# ACTIVITY
Give the lines below again exactly, starting with the line that holds "fn failed(&mut self)" and going on through the line that holds "Never resolves otherwise.".
--- RECORDS SUPPLIED Enclosed Below ---
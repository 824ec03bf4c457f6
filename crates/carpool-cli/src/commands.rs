use std::collections::HashSet;
use std::sync::Arc;

use anyhow::Result;
use chrono::{DateTime, Duration, Local, Utc};
use tokio::io::{AsyncBufReadExt, BufReader};
use tokio::sync::watch;
use tracing::{info, warn};
use uuid::Uuid;

use carpool_client::RemoteBackend;
use carpool_db::LocalBackend;
use carpool_sync::{
    Backend, ConversationReconciler, Currency, ListingReconciler, PaymentTarget, PointReader,
    RemoteMutations, SnapshotFetcher, format_currency, host_payment_targets, split_fare,
};
use carpool_types::api::{CreateRoomRequest, ProfileUpdate};
use carpool_types::{
    Location, MessageId, MessageView, Profile, Room, RoomId, RoomStatus, RoomView, UserId,
};

/// Tables read by `check`.
const CHECKED_TABLES: [&str; 3] = ["profiles", "rooms", "room_members"];

/// Resolves when the event source reports a reconnect. Never resolves
/// without a counter to watch.
async fn reconnected(reconnects: &mut Option<watch::Receiver<u64>>) {
    if let Some(rx) = reconnects {
        if rx.changed().await.is_ok() {
            return;
        }
    }
    std::future::pending::<()>().await
}

/// Schedule for retrying a re-seed that failed. The reconciler keeps its
/// previous activation meanwhile, so the view only goes stale.
struct ReseedRetry {
    delay: std::time::Duration,
    due: Option<tokio::time::Instant>,
}

impl ReseedRetry {
    const FIRST: std::time::Duration = std::time::Duration::from_secs(2);
    const MAX: std::time::Duration = std::time::Duration::from_secs(30);

    fn new() -> Self {
        Self {
            delay: Self::FIRST,
            due: None,
        }
    }

    fn succeeded(&mut self) {
        self.delay = Self::FIRST;
        self.due = None;
    }

    /// Schedule the next attempt and return how long until it runs.
    fn failed(&mut self) -> std::time::Duration {
        let delay = self.delay;
        self.due = Some(tokio::time::Instant::now() + delay);
        self.delay = (delay * 2).min(Self::MAX);
        delay
    }

    /// Resolves when a scheduled attempt is due. Never resolves otherwise.
    async fn wait(&self) {
        match self.due {
            Some(due) => tokio::time::sleep_until(due).await,
            None => std::future::pending::<()>().await,
        }
    }
}

pub async fn watch_rooms(
    backend: Arc<dyn Backend>,
    viewer: Option<UserId>,
    mut reconnects: Option<watch::Receiver<u64>>,
) -> Result<()> {
    let mut listing = ListingReconciler::new(backend);
    let seeded = listing.activate(viewer).await?;
    print_rooms(&seeded);

    let mut updates = listing.watch();
    let mut retry = ReseedRetry::new();
    loop {
        tokio::select! {
            _ = tokio::signal::ctrl_c() => break,
            changed = updates.changed() => {
                if changed.is_err() {
                    break;
                }
                let rooms = updates.borrow_and_update().clone();
                print_rooms(&rooms);
                continue;
            }
            _ = reconnected(&mut reconnects) => {
                info!("event source reconnected, re-seeding the listing");
            }
            _ = retry.wait() => {
                info!("retrying the listing re-seed");
            }
        }
        match listing.activate(viewer).await {
            Ok(_) => retry.succeeded(),
            Err(e) => {
                let delay = retry.failed();
                warn!(error = %e, retry_in = ?delay, "re-seeding the listing failed");
            }
        }
    }

    listing.deactivate();
    Ok(())
}

fn print_rooms(rooms: &[RoomView]) {
    println!("-- {} recruiting --", rooms.len());
    for room in rooms {
        println!("{}", room_line(room));
    }
}

fn room_line(view: &RoomView) -> String {
    let room = &view.room;
    let departure = room.departure_time.with_timezone(&Local).format("%m-%d %H:%M");
    let joined = if view.is_viewer_member { "  (joined)" } else { "" };
    format!(
        "{}  {} -> {}  {}  {}/{} seats{}",
        room.id, room.origin, room.destination, departure, view.participant_count, room.capacity, joined
    )
}

pub async fn chat(
    backend: Arc<dyn Backend>,
    room_id: RoomId,
    author: Option<UserId>,
    mut reconnects: Option<watch::Receiver<u64>>,
) -> Result<()> {
    let mut chat = ConversationReconciler::new(backend);
    let mut printed: HashSet<MessageId> = HashSet::new();
    let history = chat.activate(room_id).await?;
    print_new_messages(&history, &mut printed);

    if author.is_none() {
        warn!("no user id set, following the room read-only");
    }

    let mut updates = chat.watch();
    let mut retry = ReseedRetry::new();
    let mut lines = BufReader::new(tokio::io::stdin()).lines();
    let mut stdin_open = true;
    loop {
        tokio::select! {
            _ = tokio::signal::ctrl_c() => break,
            changed = updates.changed() => {
                if changed.is_err() {
                    break;
                }
                let messages = updates.borrow_and_update().clone();
                print_new_messages(&messages, &mut printed);
                continue;
            }
            line = lines.next_line(), if stdin_open => {
                let Some(line) = line? else {
                    stdin_open = false;
                    continue;
                };
                if line.trim().is_empty() {
                    continue;
                }
                match author {
                    Some(author) => {
                        // Shows up once the insert comes back through the stream
                        if let Err(e) = chat.send(room_id, author, &line).await {
                            eprintln!("not sent: {}", e);
                        }
                    }
                    None => eprintln!("not sent: set CARPOOL_USER_ID to post"),
                }
                continue;
            }
            _ = reconnected(&mut reconnects) => {
                info!(room_id = %room_id, "event source reconnected, re-seeding the conversation");
            }
            _ = retry.wait() => {
                info!(room_id = %room_id, "retrying the conversation re-seed");
            }
        }
        match chat.activate(room_id).await {
            Ok(messages) => {
                retry.succeeded();
                print_new_messages(&messages, &mut printed);
            }
            Err(e) => {
                let delay = retry.failed();
                warn!(error = %e, retry_in = ?delay, "re-seeding the conversation failed");
            }
        }
    }

    chat.deactivate();
    Ok(())
}

fn print_new_messages(messages: &[MessageView], printed: &mut HashSet<MessageId>) {
    for message in messages {
        if printed.insert(message.id) {
            println!("{}", message_line(message));
        }
    }
}

fn message_line(message: &MessageView) -> String {
    format!(
        "[{}] {}: {}",
        message.created_at.with_timezone(&Local).format("%H:%M"),
        message.author_display_name,
        message.body
    )
}

pub async fn create_room(
    backend: Arc<dyn Backend>,
    origin: Location,
    destination: Location,
    departure_time: DateTime<Utc>,
    capacity: u32,
) -> Result<()> {
    let listing = ListingReconciler::new(backend);
    let req = CreateRoomRequest {
        origin,
        destination,
        departure_time,
        capacity,
    };
    let room_id = listing.create_room(&req).await?;
    println!("{}", room_id);
    Ok(())
}

pub async fn join(backend: Arc<dyn Backend>, room_id: RoomId) -> Result<()> {
    ListingReconciler::new(backend).join(room_id).await?;
    println!("joined {}", room_id);
    Ok(())
}

pub async fn leave(backend: Arc<dyn Backend>, room_id: RoomId) -> Result<()> {
    ListingReconciler::new(backend).leave(room_id).await?;
    println!("left {}", room_id);
    Ok(())
}

pub async fn seat_count(backend: Arc<dyn Backend>, room_id: RoomId) -> Result<i64> {
    Ok(i64::from(backend.member_count(room_id).await?))
}

/// Payment targets named on the command line.
pub fn payment_targets(
    toss_bank: Option<String>,
    toss_account: Option<String>,
    paypal: Option<String>,
) -> Vec<PaymentTarget> {
    let mut targets = Vec::new();
    if toss_bank.is_some() || toss_account.is_some() {
        targets.push(PaymentTarget::Toss {
            bank_name: toss_bank.unwrap_or_default(),
            account_no: toss_account.unwrap_or_default(),
        });
    }
    if let Some(paypal_id) = paypal {
        targets.push(PaymentTarget::PayPal { paypal_id });
    }
    targets
}

/// Targets for a fare split: the flags when any were given, otherwise the
/// payee details of the room's host.
pub async fn split_targets(
    backend: Option<&dyn Backend>,
    room_id: Option<RoomId>,
    flagged: Vec<PaymentTarget>,
) -> Result<Vec<PaymentTarget>> {
    match (backend, room_id) {
        (Some(backend), Some(room_id)) if flagged.is_empty() => {
            let targets = host_payment_targets(backend, room_id).await?;
            if targets.is_empty() {
                warn!(room_id = %room_id, "the host has no payee details, printing the split only");
            }
            Ok(targets)
        }
        _ => Ok(flagged),
    }
}

pub fn split(total: u64, members: i64, usd: bool, targets: &[PaymentTarget]) -> Result<()> {
    let currency = if usd { Currency::Usd } else { Currency::Krw };
    let share = split_fare(total, members)?;
    println!(
        "{} split {} ways: {} each",
        format_currency(total as f64, currency),
        members,
        format_currency(share as f64, currency)
    );
    for target in targets {
        println!("{}", target.link(share)?);
    }
    Ok(())
}

/// Profile fields given on the command line. `None` keeps the stored value
/// and an empty string clears it.
#[derive(Debug, Default)]
pub struct ProfileEdit {
    pub full_name: Option<String>,
    pub paypal_id: Option<String>,
    pub toss_bank_name: Option<String>,
    pub toss_account_no: Option<String>,
}

impl ProfileEdit {
    fn is_empty(&self) -> bool {
        self.full_name.is_none()
            && self.paypal_id.is_none()
            && self.toss_bank_name.is_none()
            && self.toss_account_no.is_none()
    }

    /// The full update to send, given what is stored now.
    fn apply(self, current: Option<&Profile>) -> ProfileUpdate {
        fn keep(edit: Option<String>, stored: Option<&String>) -> Option<String> {
            edit.or_else(|| stored.cloned())
        }
        ProfileUpdate::new(
            keep(self.full_name, current.and_then(|p| p.full_name.as_ref())),
            keep(self.paypal_id, current.and_then(|p| p.paypal_id.as_ref())),
            keep(self.toss_bank_name, current.and_then(|p| p.toss_bank_name.as_ref())),
            keep(self.toss_account_no, current.and_then(|p| p.toss_account_no.as_ref())),
        )
    }
}

/// Show the user's profile, after applying `edit` if it changes anything.
pub async fn profile(backend: Arc<dyn Backend>, user_id: UserId, edit: ProfileEdit) -> Result<()> {
    let current = backend.fetch_profile(user_id).await?;
    let profile = if edit.is_empty() {
        current.ok_or_else(|| anyhow::anyhow!("no profile for {}", user_id))?
    } else {
        let update = edit.apply(current.as_ref());
        let stored = backend.update_profile(user_id, &update).await?;
        info!(user_id = %user_id, "profile saved");
        stored
    };
    println!("{}", profile_lines(&profile));
    Ok(())
}

fn profile_lines(profile: &Profile) -> String {
    let field = |value: &Option<String>| value.clone().unwrap_or_else(|| "-".into());
    [
        format!("name          {}", field(&profile.full_name)),
        format!("phone         {}", field(&profile.phone_number)),
        format!("paypal        {}", field(&profile.paypal_id)),
        format!("toss bank     {}", field(&profile.toss_bank_name)),
        format!("toss account  {}", field(&profile.toss_account_no)),
    ]
    .join("\n")
}

/// The rooms the seeding command inserts, departing 2, 4 and 6 hours out.
pub fn sample_rooms(now: DateTime<Utc>) -> Vec<Room> {
    [
        (Location::PyeongtaekStation, Location::WalkingGate, 2, 4),
        (Location::WalkingGate, Location::PyeongtaekStation, 4, 3),
        (Location::Cpx, Location::PyeongtaekStation, 6, 4),
    ]
    .into_iter()
    .map(|(origin, destination, hours, capacity)| Room {
        id: Uuid::new_v4(),
        created_at: None,
        origin,
        destination,
        departure_time: now + Duration::hours(hours),
        capacity,
        status: RoomStatus::Recruiting,
        host_id: None,
    })
    .collect()
}

pub async fn seed_local(local: &LocalBackend) -> Result<()> {
    for room in sample_rooms(Utc::now()) {
        let route = format!("{} -> {}", room.origin, room.destination);
        let room_id = local.insert_room(room).await?;
        println!("created {}  {}", room_id, route);
    }
    Ok(())
}

pub async fn seed_remote(remote: &RemoteBackend) -> Result<()> {
    let mut failed = 0;
    for room in sample_rooms(Utc::now()) {
        let route = format!("{} -> {}", room.origin, room.destination);
        match remote.rest().insert("rooms", &room).await {
            Ok(()) => println!("created {}  {}", room.id, route),
            Err(e) => {
                failed += 1;
                eprintln!("failed {}: {}", route, e);
            }
        }
    }
    if failed > 0 {
        anyhow::bail!("{} of the sample rooms were not created", failed);
    }
    Ok(())
}

pub async fn check(remote: &RemoteBackend) -> Result<()> {
    let mut failed = Vec::new();
    for table in CHECKED_TABLES {
        match remote.rest().sample_row(table).await {
            Ok(rows) => println!("ok      {} ({} row sampled)", table, rows),
            Err(e) => {
                println!("FAILED  {}: {}", table, e);
                failed.push(table);
            }
        }
    }
    if !failed.is_empty() {
        anyhow::bail!("unreachable tables: {}", failed.join(", "));
    }
    Ok(())
}
// src/macros.rs
#[macro_export]
macro_rules! s {
    // String shorthand!

    // Zero-arg → String::new()
    () => {
        ::std::string::String::new()
    };
    // Any single expression: literals, consts, vars
    ($expr:expr) => {
        ::std::string::String::from($expr)
    };
}

#[macro_export]
macro_rules! join {
    // String-type concatenation shorthand!
    ($first:expr $(, $rest:expr)+ $(,)?) => {{
        let mut s = ::std::string::String::from($first);
        $(
            s.push_str($rest);
        )+
        s
    }};
}

#[macro_export]
macro_rules! row {
    // Table row shorthand: anything Display → Vec<String>
    ($($cell:expr),* $(,)?) => {
        vec![$( ::std::string::ToString::to_string(&$cell) ),*]
    };
}
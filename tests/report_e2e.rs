// tests/report_e2e.rs
use std::fs;
use std::path::PathBuf;

use frc_scout::config::options::{ExportFormat, ExportOptions, ReportTable};
use frc_scout::file::{self, export_report, read_matches_file};
use frc_scout::{sample, MatchCount, Report, ReportOptions, WinCredit};

fn tmp_dir(name: &str) -> PathBuf {
    let mut p = std::env::temp_dir();
    p.push(format!("frc_scout_e2e_{}", name));
    let _ = fs::remove_dir_all(&p);
    fs::create_dir_all(&p).unwrap();
    p
}

const MATCHES_CSV: &str = "\
Match,Red win,Blue win,Red 1,Red 2,Red 3,Blue 1,Blue 2,Blue 3
1,1,0,6875,4678,3683,6992,6070,3739
2,0,1,8089,7022,2702,4903,4617,6978
3,0,0,6875,8089,4903,3683,7022,4617
";

#[test]
fn csv_file_to_enriched_report_file() {
    let dir = tmp_dir("roundtrip");
    let input = dir.join("matches.csv");
    fs::write(&input, MATCHES_CSV).unwrap();

    let matches = read_matches_file(&input).unwrap();
    assert_eq!(matches.len(), 3);

    let report = Report::build(&matches, ReportOptions::default()).unwrap();

    let mut export = ExportOptions::default();
    export.include_headers = true;
    export.set_path(dir.join("out").join("report").to_str().unwrap());
    let written = export_report(&export, &report).unwrap();
    assert!(written.ends_with("report.csv"));

    let text = fs::read_to_string(&written).unwrap();
    let lines: Vec<&str> = text.lines().collect();
    assert_eq!(lines.len(), 4);
    assert!(lines[0].starts_with("Match,Red win,Blue win"));
    // Match 3 is undecided, so its blue alliance is credited.
    assert_eq!(lines[1], "1,1,0,6875,4678,3683,6992,6070,3739,50.00,100.00,100.00,0.00,0.00,0.00");
    assert_eq!(lines[3], "3,0,0,6875,8089,4903,3683,7022,4617,50.00,0.00,50.00,100.00,50.00,100.00");
}

#[test]
fn explicit_credit_leaves_undecided_matches_out() {
    let dir = tmp_dir("explicit");
    let input = dir.join("matches.csv");
    fs::write(&input, MATCHES_CSV).unwrap();
    let matches = read_matches_file(&input).unwrap();

    let opts = ReportOptions { credit: WinCredit::Explicit, ..ReportOptions::default() };
    let report = Report::build(&matches, opts).unwrap();

    assert_eq!(report.teams[&3683].wins, 1);
    assert_eq!(report.teams[&3683].matches_played, 2);
    assert_eq!(report.matches[2].win_rates, [50.0, 0.0, 50.0, 50.0, 0.0, 50.0]);
}

#[test]
fn tsv_input_is_detected_by_extension() {
    let dir = tmp_dir("tsv");
    let input = dir.join("matches.tsv");
    fs::write(&input, MATCHES_CSV.replace(',', "\t")).unwrap();
    assert_eq!(read_matches_file(&input).unwrap().len(), 3);
}

#[test]
fn malformed_file_names_the_row() {
    let dir = tmp_dir("malformed");
    let input = dir.join("bad.csv");
    fs::write(&input, "1,1,0,6875,4678,3683,6992,6070,3739\n2,0,1,8089,x,2702,4903,4617,6978\n").unwrap();
    let err = read_matches_file(&input).unwrap_err();
    assert!(err.to_string().contains("row 2"), "{err}");
}

#[test]
fn teams_table_as_json() {
    let dir = tmp_dir("json");
    let report = Report::build(&sample::qualification_matches(), ReportOptions::default()).unwrap();

    let path = dir.join("teams.json");
    file::export_report_to(&path, ExportFormat::Json, ReportTable::Teams, false, &report).unwrap();

    let v: serde_json::Value = serde_json::from_str(&fs::read_to_string(&path).unwrap()).unwrap();
    assert_eq!(v["4476"]["wins"], 5);
    assert_eq!(v["4476"]["matches_played"], 6);
    assert_eq!(v["4476"]["win_rate"], 83.33);
    assert_eq!(v.as_object().unwrap().len(), 26);
}

#[test]
fn fixed_divisor_applies_to_every_team() {
    let opts = ReportOptions {
        divisor: MatchCount::Fixed(std::num::NonZeroU32::new(12).unwrap()),
        ..ReportOptions::default()
    };
    let report = Report::build(&sample::qualification_matches(), opts).unwrap();
    assert_eq!(report.teams[&4476].win_rate, 41.67);
    assert_eq!(report.teams[&7722].win_rate, 8.33);
}

#[test]
fn empty_input_gives_empty_report_with_headers() {
    let dir = tmp_dir("empty");
    let input = dir.join("empty.csv");
    fs::write(&input, "").unwrap();
    let report = Report::build(&read_matches_file(&input).unwrap(), ReportOptions::default()).unwrap();
    assert!(report.is_empty());

    let mut buf = Vec::new();
    file::write_report(&mut buf, ExportFormat::Tsv, ReportTable::Teams, true, &report).unwrap();
    assert_eq!(String::from_utf8(buf).unwrap(), "Team\tWins\tPlayed\tWin %\n");
}
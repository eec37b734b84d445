// tests/export_options.rs
use std::path::PathBuf;

use frc_scout::config::options::{ExportFormat, ExportOptions, ReportTable};

#[test]
fn table_switch_changes_default_file_name_only() {
    let mut e = ExportOptions::default();
    e.set_path("exports/");
    assert_eq!(e.out_path(), PathBuf::from("exports/").join("report.csv"));

    e.table = ReportTable::Teams;
    assert_eq!(e.out_path(), PathBuf::from("exports/").join("teams.csv"));
}

#[test]
fn user_stem_survives_format_and_table_changes() {
    let mut e = ExportOptions::default();
    e.set_path("exports/onwat");
    e.table = ReportTable::Teams;
    e.format = ExportFormat::Json;
    assert_eq!(e.out_path(), PathBuf::from("exports").join("onwat.json"));
}

#[test]
fn bare_file_name_lands_in_working_dir() {
    let mut e = ExportOptions::default();
    e.set_path("quals.tsv");
    e.format = ExportFormat::Tsv;
    assert_eq!(e.out_path(), PathBuf::from("quals.tsv"));
    assert_eq!(e.current_dir(), PathBuf::from("").as_path());
}

#[test]
fn blank_text_restores_default() {
    let mut e = ExportOptions::default();
    e.set_path("somewhere/else");
    e.set_path("   ");
    assert_eq!(e, ExportOptions::default());
}
// src/specs/mod.rs
//! # Remote data specs
//!
//! Each spec knows how one remote endpoint shapes its data and how to turn it into
//! our typed records. Parsing is pure so it can be tested offline against captured
//! response bodies; the fetch helpers are thin wrappers around `core::net`.
//!
//! ## What does **not** live here
//! - Win counting and annotation (`winrate`).
//! - Progress reporting and orchestration (`collect`).
//! - Export formatting (`csv`, `file`).
//!
//! ## Current specs
//! - `matches` – FRC Events API match results → `MatchRecord`s.
pub mod matches;
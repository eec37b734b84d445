// src/sample.rs
//! Qualification results bundled with the tool, handy for demos and offline runs.

use crate::model::MatchRecord;

/// match #, red win, blue win, red 1-3, blue 1-3
pub const QUALIFICATION: [[i64; 9]; 15] = [
    [1, 1, 0, 6875, 4678, 3683, 6992, 6070, 3739],
    [2, 0, 1, 8089, 7022, 2702, 4903, 4617, 6978],
    [3, 1, 0, 9659, 5024, 4476, 6162, 9562, 1360],
    [4, 0, 1, 3756, 9062, 4917, 2609, 5912, 772],
    [5, 0, 1, 3739, 6070, 6992, 2702, 7722, 8089],
    [6, 0, 0, 1360, 9562, 6162, 4917, 9062, 3756],
    [7, 1, 0, 6875, 4678, 3683, 4903, 4617, 6978],
    [8, 1, 0, 9659, 5024, 4476, 2609, 5912, 772],
    [9, 0, 1, 6978, 4617, 4903, 4917, 9062, 3756],
    [10, 1, 0, 772, 5912, 2609, 2702, 7022, 8089],
    [11, 1, 0, 6875, 4678, 3683, 4476, 5024, 9659],
    [12, 0, 1, 772, 5912, 2609, 4917, 9062, 3756],
    [13, 1, 0, 9659, 5024, 4476, 4917, 9062, 3756],
    [14, 0, 1, 6875, 4678, 3683, 4476, 5024, 9663],
    [15, 0, 1, 6875, 4678, 3683, 4476, 5024, 9659],
];

pub fn qualification_matches() -> Vec<MatchRecord> {
    QUALIFICATION
        .iter()
        .filter_map(|fields| MatchRecord::from_fields(fields).ok())
        .collect()
}
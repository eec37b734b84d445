// src/log.rs
//! File logger behind the `log` facade.
//!
//! Lines look like `[00:00:01.234][INFO] message`, timed from the first log call.
//! The CLI can mirror them to stderr.

use std::fs::{self, OpenOptions};
use std::io::Write;
use std::path::Path;
use std::sync::{Mutex, OnceLock};
use std::time::Instant;

use log::{LevelFilter, Log, Metadata, Record, SetLoggerError};

use crate::config::consts::LOG_FILE;

static START: OnceLock<Instant> = OnceLock::new();
static LOGGER: OnceLock<FileLogger> = OnceLock::new();

fn start() -> Instant {
    *START.get_or_init(Instant::now)
}

pub fn fmt_elapsed(ms: u128) -> String {
    let total_ms = ms as u64;
    let h = total_ms / 3_600_000;
    let m = (total_ms % 3_600_000) / 60_000;
    let s = (total_ms % 60_000) / 1_000;
    let ms = total_ms % 1_000;
    format!("{h:02}:{m:02}:{s:02}.{ms:03}")
}

struct FileLogger {
    level: LevelFilter,
    stderr: bool,
    lock: Mutex<()>,
}

impl Log for FileLogger {
    fn enabled(&self, metadata: &Metadata) -> bool {
        metadata.level() <= self.level
    }

    fn log(&self, record: &Record) {
        if !self.enabled(record.metadata()) {
            return;
        }
        let elapsed = fmt_elapsed(start().elapsed().as_millis());
        let line = format!("[{elapsed}][{}] {}\n", record.level(), record.args());

        if let Ok(_guard) = self.lock.lock() {
            if self.stderr {
                eprint!("{line}");
            }
            if let Ok(mut file) = OpenOptions::new().create(true).append(true).open(LOG_FILE) {
                let _ = file.write_all(line.as_bytes());
            }
        }
    }

    fn flush(&self) {}
}

/// Install the logger once per process. Later calls fail with `SetLoggerError`.
pub fn init(level: LevelFilter, stderr: bool) -> Result<(), SetLoggerError> {
    if let Some(parent) = Path::new(LOG_FILE).parent() {
        let _ = fs::create_dir_all(parent);
    }
    start();
    let logger = LOGGER.get_or_init(|| FileLogger { level, stderr, lock: Mutex::new(()) });
    log::set_logger(logger)?;
    log::set_max_level(level);
    Ok(())
}

#[cfg(test)]
mod tests {
    use super::fmt_elapsed;

    #[test]
    fn elapsed_is_zero_padded() {
        assert_eq!(fmt_elapsed(0), "00:00:00.000");
        assert_eq!(fmt_elapsed(3_723_004), "01:02:03.004");
    }
}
--- End of Enclosed RECORDS SUPPLIED ---
# EXERCISE RESULT
    fn failed(&mut self) -> std::time::Duration {
        let delay = self.delay;
        self.due = Some(tokio::time::Instant::now() + delay);
        self.delay = (delay * 2).min(Self::MAX);
        delay
    }

    /// Resolves when a scheduled attempt is due. Never resolves otherwise.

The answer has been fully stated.